Guia prático para o uso de drones.

O governo Obama prepara-se para aprovar manual que disciplina o uso de drones (aviões sem piloto).

Não vai ser mais tão fácil como é agora para a CIA enviar esses portadores da morte contra suspeitos de terrorismo no exterior.

Por enquanto, a existência dos drones não constava dos documentos oficiais. Existia de fato, mas não de direito.

A CIA, que os operava, tinha muita liberdade para agir.

O manual estabelece uma série de regras rígidas para garantir o mínimo de erros (leia-se “de vítimas civis”), incluindo o envolvimento da Casa Branca e diversas agências federais na elaboração da lista dessas execuções extra- judiciais.

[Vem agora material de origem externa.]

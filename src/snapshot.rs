//! Read-only view of a game for hosts to draw from

use crate::board::{Block, Board};
use crate::game::GameState;
use crate::piece::Piece;
use crate::score::Score;
use crate::tetromino::{Cell, TetrominoType};
use serde::{Deserialize, Serialize};

#[derive(Debug, Clone, Copy, PartialEq, Eq, Serialize, Deserialize)]
pub struct PieceSnapshot {
    pub kind: TetrominoType,
    pub cells: [Cell; 4],
}

impl From<&Piece> for PieceSnapshot {
    fn from(piece: &Piece) -> Self {
        Self {
            kind: piece.piece_type,
            cells: piece.cells(),
        }
    }
}

#[derive(Debug, Clone, PartialEq, Eq, Serialize, Deserialize)]
pub struct Snapshot {
    pub board_width: usize,
    pub board_height: usize,
    /// Rows top to bottom; `None` is an empty cell
    pub grid: Vec<Vec<Option<TetrominoType>>>,
    pub active: PieceSnapshot,
    pub next: PieceSnapshot,
    pub score: u64,
    pub lines: u32,
    pub pieces_locked: u32,
    pub state: GameState,
}

impl Snapshot {
    pub(crate) fn capture(
        board: &Board,
        active: &Piece,
        next: &Piece,
        score: Score,
        state: GameState,
    ) -> Self {
        let grid = board
            .rows()
            .iter()
            .map(|row| {
                row.iter()
                    .map(|block| match block {
                        Block::Empty => None,
                        Block::Filled(kind) => Some(*kind),
                    })
                    .collect()
            })
            .collect();

        Self {
            board_width: board.width(),
            board_height: board.height(),
            grid,
            active: active.into(),
            next: next.into(),
            score: score.points,
            lines: score.lines,
            pieces_locked: score.pieces,
            state,
        }
    }

    /// In bounds and filled
    pub fn occupied(&self, cell: Cell) -> bool {
        if cell.col < 0 || cell.row < 0 {
            return false;
        }
        self.grid
            .get(cell.row as usize)
            .and_then(|row| row.get(cell.col as usize))
            .is_some_and(|block| block.is_some())
    }

    pub fn active_cells(&self) -> [Cell; 4] {
        self.active.cells
    }

    pub fn next_cells(&self) -> [Cell; 4] {
        self.next.cells
    }

    pub fn is_game_over(&self) -> bool {
        self.state == GameState::GameOver
    }
}
//! TETRS engine runner
//!
//! A headless host: plays a key script or lets a seeded autoplayer mash
//! buttons, then prints what happened as JSON.

use anyhow::Context;
use clap::Parser;
use rand::{Rng, SeedableRng};
use rand_chacha::ChaCha8Rng;
use serde::Serialize;
use std::path::PathBuf;
use tetrs_engine::{Command, Game, KeyMap, Outcome, Settings, Snapshot};

/// Headless runner for the TETRS engine
#[derive(Debug, Parser)]
#[command(name = "tetrs-engine", version, about = "Play the TETRS engine headless and print a JSON summary")]
struct Args {
    /// Piece sequence seed (overrides the settings file)
    #[arg(long)]
    seed: Option<u64>,
    /// Whitespace-separated key names to play, e.g. "left up space"
    #[arg(long)]
    keys: Option<String>,
    /// Settings file to use instead of the platform config directory
    #[arg(long)]
    config: Option<PathBuf>,
    /// Write the current settings to the config directory and exit
    #[arg(long)]
    write_config: bool,
}

/// How one game went
#[derive(Debug, Serialize)]
struct GameSummary {
    score: u64,
    lines: u32,
    pieces: u32,
    ticks: u64,
    defeated: bool,
}

#[derive(Debug, Serialize)]
struct RunSummary {
    seed: u64,
    games: Vec<GameSummary>,
    final_state: Snapshot,
}

/// Picks commands at random; roughly half the frames it leaves the piece alone
struct Autoplayer {
    rng: ChaCha8Rng,
}

impl Autoplayer {
    fn new(seed: u64) -> Self {
        Self {
            rng: ChaCha8Rng::seed_from_u64(seed ^ 0x5EED),
        }
    }

    fn next_command(&mut self) -> Option<Command> {
        if self.rng.gen_bool(0.5) {
            return None;
        }
        let commands = Command::all();
        Some(commands[self.rng.gen_range(0..commands.len())])
    }
}

fn summarize(game: &Game, ticks: u64) -> GameSummary {
    let score = game.score();
    GameSummary {
        score: score.points,
        lines: score.lines,
        pieces: score.pieces,
        ticks,
        defeated: game.is_game_over(),
    }
}

/// Feed each scripted command followed by one tick
fn run_script(game: &mut Game, commands: &[Command]) -> GameSummary {
    let mut ticks = 0;
    for &command in commands {
        if game.handle_input(command) == Outcome::Defeat {
            break;
        }
        ticks += 1;
        if game.tick() == Outcome::Defeat {
            break;
        }
    }
    tracing::info!("Script finished after {} commands", commands.len());
    summarize(game, ticks)
}

/// Play until defeat or the tick cap, restarting between games
fn run_autoplay(game: &mut Game, seed: u64, games: u32, max_ticks: u64) -> Vec<GameSummary> {
    let mut player = Autoplayer::new(seed);
    let mut summaries = Vec::new();

    for index in 0..games.max(1) {
        if index > 0 {
            game.start();
        }
        let mut ticks = 0;
        while ticks < max_ticks && !game.is_game_over() {
            if let Some(command) = player.next_command() {
                game.handle_input(command);
            }
            if !game.is_game_over() {
                game.tick();
                ticks += 1;
            }
        }
        if !game.is_game_over() {
            tracing::warn!("Game {} hit the {} tick cap", index + 1, max_ticks);
        }
        let summary = summarize(game, ticks);
        tracing::info!(
            "Game {} over: score={} lines={} pieces={}",
            index + 1,
            summary.score,
            summary.lines,
            summary.pieces
        );
        summaries.push(summary);
    }

    summaries
}

fn main() -> anyhow::Result<()> {
    let args = Args::parse();

    // Generate session ID for this instance
    let session_id: u32 = rand::random();

    // Setup tracing to a log file in the temp directory
    let log_dir = std::env::temp_dir().join("tetrs");
    std::fs::create_dir_all(&log_dir)
        .with_context(|| format!("creating log directory {}", log_dir.display()))?;
    let log_file = format!("{:08x}.log", session_id);
    let file_appender = tracing_appender::rolling::never(&log_dir, &log_file);
    let (non_blocking, _guard) = tracing_appender::non_blocking(file_appender);
    tracing_subscriber::fmt()
        .with_writer(non_blocking)
        .with_env_filter(
            tracing_subscriber::EnvFilter::from_default_env()
                .add_directive("tetrs_engine=debug".parse()?),
        )
        .with_ansi(false)
        .init();

    tracing::info!(
        "TETRS engine starting up, session={:08x}, log={}",
        session_id,
        log_dir.join(&log_file).display()
    );

    let settings = match &args.config {
        Some(path) => Settings::load_from(path)?,
        None => Settings::load(),
    };
    settings.validate()?;

    if args.write_config {
        let path = settings.save()?;
        println!("Wrote {}", path.display());
        return Ok(());
    }

    let seed = args
        .seed
        .or(settings.gameplay.seed)
        .unwrap_or_else(rand::random);
    let mut game = Game::with_seed(settings.board.width, settings.board.height, seed);
    tracing::info!("Playing with seed {}", seed);

    let games = match &args.keys {
        Some(script) => {
            let commands = KeyMap::from_settings(&settings).parse_script(script)?;
            vec![run_script(&mut game, &commands)]
        }
        None => run_autoplay(
            &mut game,
            seed,
            settings.gameplay.games,
            settings.gameplay.max_ticks,
        ),
    };

    let summary = RunSummary {
        seed,
        games,
        final_state: game.snapshot(),
    };
    println!("{}", serde_json::to_string_pretty(&summary)?);
    Ok(())
}
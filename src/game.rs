//! Core game state and logic
//!
//! The host drives the game: `tick` once per gravity step, `handle_input`
//! for each command. Both return an [`Outcome`] so the host knows whether
//! anything changed and when the game was lost.

use crate::board::Board;
use crate::catalog::PieceCatalog;
use crate::piece::Piece;
use crate::score::Score;
use crate::snapshot::Snapshot;
use crate::tetromino::{Cell, TetrominoType};
use rand::{Rng, SeedableRng};
use rand_chacha::ChaCha8Rng;
use serde::{Deserialize, Serialize};
use tracing::{debug, info};

/// Game phase
#[derive(Debug, Clone, Copy, PartialEq, Eq, Serialize, Deserialize)]
pub enum GameState {
    Falling,
    /// Terminal until `start`
    GameOver,
}

/// Commands the game can process
#[derive(Debug, Clone, Copy, PartialEq, Eq, Hash, Serialize, Deserialize)]
pub enum Command {
    MoveLeft,
    MoveRight,
    SoftDrop,
    Rotate,
    HardDrop,
}

impl Command {
    pub fn all() -> [Command; 5] {
        [
            Command::MoveLeft,
            Command::MoveRight,
            Command::SoftDrop,
            Command::Rotate,
            Command::HardDrop,
        ]
    }
}

/// What a `tick` or `handle_input` call did
#[derive(Debug, Clone, Copy, PartialEq, Eq, Serialize, Deserialize)]
pub enum Outcome {
    /// The game is over; nothing changed
    Ignored,
    /// The piece moved or rotated
    Moved,
    /// The move collided and was dropped
    Rejected,
    /// The piece locked and the next one spawned
    Locked { lines_cleared: usize, points: u64 },
    /// The piece locked and the next one has nowhere to go.
    /// Returned once per game.
    Defeat,
}

/// The main game struct
#[derive(Debug, Clone)]
pub struct Game<R = ChaCha8Rng> {
    board: Board,
    current_piece: Piece,
    next_piece: Piece,
    catalog: PieceCatalog<R>,
    score: Score,
    state: GameState,
}

impl Game<ChaCha8Rng> {
    /// Create a game on a `width` x `height` board with a reproducible piece sequence
    pub fn with_seed(width: usize, height: usize, seed: u64) -> Self {
        Self::new(Board::new(width, height), ChaCha8Rng::seed_from_u64(seed))
    }
}

impl<R: Rng> Game<R> {
    /// Create a game drawing pieces from `rng` and start it.
    ///
    /// Pieces are spawned for this board's width, so they always start inside it.
    pub fn new(board: Board, rng: R) -> Self {
        let catalog = PieceCatalog::new(board.width(), rng);
        let mut game = Self {
            // Placeholders until `start` deals the first two pieces
            current_piece: catalog.spawn(TetrominoType::Point),
            next_piece: catalog.spawn(TetrominoType::Point),
            board,
            catalog,
            score: Score::new(),
            state: GameState::Falling,
        };
        game.start();
        game
    }

    /// Reset the board and score and deal fresh pieces. Allowed in any state.
    pub fn start(&mut self) {
        self.board.clear();
        self.score.reset();
        self.current_piece = self.catalog.draw();
        self.next_piece = self.catalog.draw();
        self.state = GameState::Falling;
        info!(
            width = self.board.width(),
            height = self.board.height(),
            first = self.current_piece.piece_type.name(),
            "game started"
        );
    }

    /// Apply gravity: fall one row, or lock if the row below is blocked
    pub fn tick(&mut self) -> Outcome {
        if self.state == GameState::GameOver {
            return Outcome::Ignored;
        }

        let below = self.current_piece.translated(0, 1);
        if self.board.is_placement_valid(&below) {
            self.current_piece.commit_translation(below);
            Outcome::Moved
        } else {
            self.lock_piece()
        }
    }

    /// Process one player command
    pub fn handle_input(&mut self, command: Command) -> Outcome {
        if self.state == GameState::GameOver {
            return Outcome::Ignored;
        }

        match command {
            Command::MoveLeft => self.try_translate(-1, 0),
            Command::MoveRight => self.try_translate(1, 0),
            // Only gravity locks; a blocked soft drop is just rejected
            Command::SoftDrop => self.try_translate(0, 1),
            Command::Rotate => self.rotate(),
            Command::HardDrop => self.hard_drop(),
        }
    }

    fn try_translate(&mut self, dx: i32, dy: i32) -> Outcome {
        let candidate = self.current_piece.translated(dx, dy);
        if self.board.is_placement_valid(&candidate) {
            self.current_piece.commit_translation(candidate);
            Outcome::Moved
        } else {
            Outcome::Rejected
        }
    }

    fn rotate(&mut self) -> Outcome {
        let candidate = self.current_piece.rotated_candidate();
        if self.board.is_placement_valid(&candidate.cells) {
            self.current_piece.commit_rotation(candidate);
            Outcome::Moved
        } else {
            Outcome::Rejected
        }
    }

    fn hard_drop(&mut self) -> Outcome {
        let landing = self.current_piece.landing_cells(&self.board);
        self.current_piece.commit_translation(landing);
        self.lock_piece()
    }

    /// Lock the current piece, promote the next one, clear lines, check for defeat
    fn lock_piece(&mut self) -> Outcome {
        let locked = self.current_piece.piece_type;
        self.board.lock(&self.current_piece.cells(), locked);

        let promoted = self.catalog.draw();
        self.current_piece = std::mem::replace(&mut self.next_piece, promoted);
        debug!(
            current = self.current_piece.piece_type.name(),
            next = self.next_piece.piece_type.name(),
            "piece spawned"
        );

        let lines_cleared = self.board.clear_full_lines_and_compact();
        let points = self.score.add_lock(lines_cleared);
        debug!(piece = locked.name(), lines_cleared, points, "piece locked");
        if lines_cleared > 0 {
            info!(lines_cleared, points, total = self.score.points, "lines cleared");
        }

        let blocked = self
            .current_piece
            .cells()
            .iter()
            .any(|&cell| self.board.is_occupied(cell));
        if blocked {
            self.state = GameState::GameOver;
            info!(
                score = self.score.points,
                lines = self.score.lines,
                pieces = self.score.pieces,
                "defeat"
            );
            return Outcome::Defeat;
        }

        Outcome::Locked {
            lines_cleared,
            points,
        }
    }

    pub fn state(&self) -> GameState {
        self.state
    }

    pub fn is_game_over(&self) -> bool {
        self.state == GameState::GameOver
    }

    pub fn board(&self) -> &Board {
        &self.board
    }

    pub fn score(&self) -> Score {
        self.score
    }

    pub fn current_piece(&self) -> &Piece {
        &self.current_piece
    }

    pub fn next_piece(&self) -> &Piece {
        &self.next_piece
    }

    pub fn occupied(&self, cell: Cell) -> bool {
        self.board.is_occupied(cell)
    }

    /// Ghost position of the falling piece
    pub fn landing_cells(&self) -> [Cell; 4] {
        self.current_piece.landing_cells(&self.board)
    }

    /// Read-only view for the host
    pub fn snapshot(&self) -> Snapshot {
        Snapshot::capture(
            &self.board,
            &self.current_piece,
            &self.next_piece,
            self.score,
            self.state,
        )
    }
}

#[cfg(test)]
impl<R: Rng> Game<R> {
    fn set_current(&mut self, piece_type: TetrominoType) {
        self.current_piece = self.catalog.spawn(piece_type);
    }

    fn set_next(&mut self, piece_type: TetrominoType) {
        self.next_piece = self.catalog.spawn(piece_type);
    }

    fn board_mut(&mut self) -> &mut Board {
        &mut self.board
    }
}
//! Path queries over parsed documents.
//!
//! A key starting with `$` is an RFC 9535 JSONPath query evaluated by
//! `serde_json_path`, so filters, slices and unions are all available.
//! Any other key is a plain dotted member path (`page.front`,
//! `config.sort-packages`): each dot-separated part names an object member
//! verbatim.

use serde_json::Value;
use serde_json_path::JsonPath;

#[derive(Clone, Debug, PartialEq, Eq, thiserror::Error)]
#[error("invalid path '{path}': {reason}")]
pub struct PathError {
    pub path: String,
    pub reason: String,
}

/// Compiles `key` into a JSONPath query.
pub fn compile(key: &str) -> Result<JsonPath, PathError> {
    let key = key.trim();
    let error = |reason: String| PathError {
        path: key.to_string(),
        reason,
    };
    if key.is_empty() {
        return Err(error("empty path".to_string()));
    }

    let query = if key.starts_with('$') {
        key.to_string()
    } else {
        dotted_to_query(key)
    };
    JsonPath::parse(&query).map_err(|e| error(e.to_string()))
}

fn dotted_to_query(key: &str) -> String {
    let mut query = String::from("$");
    for member in key.split('.') {
        query.push_str("['");
        for c in member.chars() {
            if matches!(c, '\'' | '\\') {
                query.push('\\');
            }
            query.push(c);
        }
        query.push_str("']");
    }
    query
}

/// Every value in `document` selected by `key`, in document order.
pub fn find<'a>(document: &'a Value, key: &str) -> Result<Vec<&'a Value>, PathError> {
    Ok(compile(key)?.query(document).all())
}
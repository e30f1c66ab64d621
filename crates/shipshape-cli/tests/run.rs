use assert_cmd::Command;
use camino::{Utf8Path, Utf8PathBuf};
use predicates::prelude::*;
use tempfile::TempDir;

#[allow(deprecated)]
fn shipshape_cmd() -> Command {
    let mut cmd = Command::cargo_bin("shipshape").unwrap();
    cmd.env_remove("SHIPSHAPE_OUTPUT_FORMAT")
        .env_remove("SHIPSHAPE_ERROR_ON_FAILURE")
        .env_remove("SHIPSHAPE_FAIL_SEVERITY")
        .env_remove("RUST_LOG");
    cmd
}

fn fixture(name: &str) -> String {
    Utf8Path::new(env!("CARGO_MANIFEST_DIR"))
        .join("tests/fixtures")
        .join(name)
        .into_string()
}

/// A project with a correctly named site and, optionally, an adminer.php.
fn project(with_adminer: bool) -> (TempDir, Utf8PathBuf) {
    let tmp = TempDir::new().expect("temp dir");
    let root = Utf8PathBuf::from_path_buf(tmp.path().to_path_buf()).expect("utf8 path");
    std::fs::create_dir_all(root.join("web")).expect("mkdir");
    std::fs::create_dir_all(root.join("config")).expect("mkdir");
    std::fs::write(root.join("web/index.php"), "<?php").expect("write");
    std::fs::write(root.join("config/system.site.yml"), "name: Example\n").expect("write");
    if with_adminer {
        std::fs::write(root.join("web/adminer.php"), "<?php").expect("write");
    }
    (tmp, root)
}

#[test]
fn clean_project_is_in_top_shape() {
    let (_tmp, root) = project(false);
    shipshape_cmd()
        .args(["run", root.as_str(), "-f", &fixture("site-policy.yml"), "-e"])
        .assert()
        .success()
        .stdout("Ship is in top shape; no breach detected!\n");
}

#[test]
fn high_severity_breach_fails_with_error_code() {
    let (_tmp, root) = project(true);
    shipshape_cmd()
        .args(["run", root.as_str(), "-f", &fixture("site-policy.yml"), "--error-code"])
        .assert()
        .code(2)
        .stdout(predicate::str::contains("# Breaches were detected"))
        .stdout(predicate::str::contains("  ### illegal-files"))
        .stdout(predicate::str::contains("     -- [illegal file] web/adminer.php"));
}

#[test]
fn breaches_without_error_code_exit_zero() {
    let (_tmp, root) = project(true);
    shipshape_cmd()
        .args(["run", root.as_str(), "-f", &fixture("site-policy.yml")])
        .assert()
        .success()
        .stdout(predicate::str::contains("# Breaches were detected"));
}

#[test]
fn later_documents_lower_severity_below_threshold() {
    let (_tmp, root) = project(true);
    shipshape_cmd()
        .args([
            "run",
            root.as_str(),
            "-f",
            &fixture("site-policy.yml"),
            "-f",
            &fixture("low-severity.yml"),
            "-e",
        ])
        .assert()
        .success();
}

#[test]
fn fail_severity_from_environment() {
    let (_tmp, root) = project(true);
    shipshape_cmd()
        .env("SHIPSHAPE_FAIL_SEVERITY", "critical")
        .args(["run", root.as_str(), "-f", &fixture("site-policy.yml"), "-e"])
        .assert()
        .success();
}

#[test]
fn json_output_is_a_result_list() {
    let (_tmp, root) = project(true);
    let output = shipshape_cmd()
        .env("SHIPSHAPE_OUTPUT_FORMAT", "json")
        .args(["run", root.as_str(), "-f", &fixture("site-policy.yml")])
        .output()
        .expect("run");
    assert!(output.status.success());

    let json: serde_json::Value = serde_json::from_slice(&output.stdout).expect("json");
    assert_eq!(json["total-checks"], 2);
    assert_eq!(json["total-breaches"], 1);
    assert_eq!(json["results"][0]["name"], "illegal-files");
    assert_eq!(json["results"][0]["status"], "Fail");
    assert_eq!(json["results"][0]["breaches"][0]["breach-type"], "value");
    assert_eq!(json["results"][1]["status"], "Pass");
}

#[test]
fn type_filter_limits_the_run() {
    let (_tmp, root) = project(true);
    shipshape_cmd()
        .args([
            "run",
            root.as_str(),
            "-f",
            &fixture("site-policy.yml"),
            "-t",
            "yaml",
            "-o",
            "table",
        ])
        .assert()
        .success()
        .stdout(predicate::str::contains("site-name"))
        .stdout(predicate::str::contains("illegal-files").not());
}

#[test]
fn junit_output() {
    let (_tmp, root) = project(true);
    shipshape_cmd()
        .args(["run", root.as_str(), "-f", &fixture("site-policy.yml"), "-o", "junit"])
        .assert()
        .success()
        .stdout(predicate::str::contains("<testsuite name=\"file\" tests=\"1\" errors=\"1\">"));
}

#[test]
fn missing_policy_file_is_a_process_error() {
    let (_tmp, root) = project(false);
    shipshape_cmd()
        .args(["run", root.as_str(), "-f", "no-such-policy.yml"])
        .assert()
        .code(1)
        .stderr(predicate::str::contains("no-such-policy.yml"));
}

A pedido da CIA, ele só vai valer para o Paquistão no ano que vem.

São razões de segurança, não muito claras.

Diz o Washington Post que John Brennan, indicado para dirigir a CIA por Barack Obama, já aprovou o manual e o adiamento de sua aplicação no Paquistão.

Justamente o país que tem sido mais contemplado com ataques de drones.

Atualmente, o Yemen, o Afeganistão e a Somália também são alvejados.

Quem lançou essa criativa arma foi o Presidente Bush, em 2004.

De lá para cá, somente contra suspeitos no Paquistão, foram 362 ataques, dos quais 310, ordenados por Obama.

Os drones mataram 3.461 pessoas, sendo que 891 identificadas como civis, de acordo com o “Birô de Jornalismo Investigativo.”.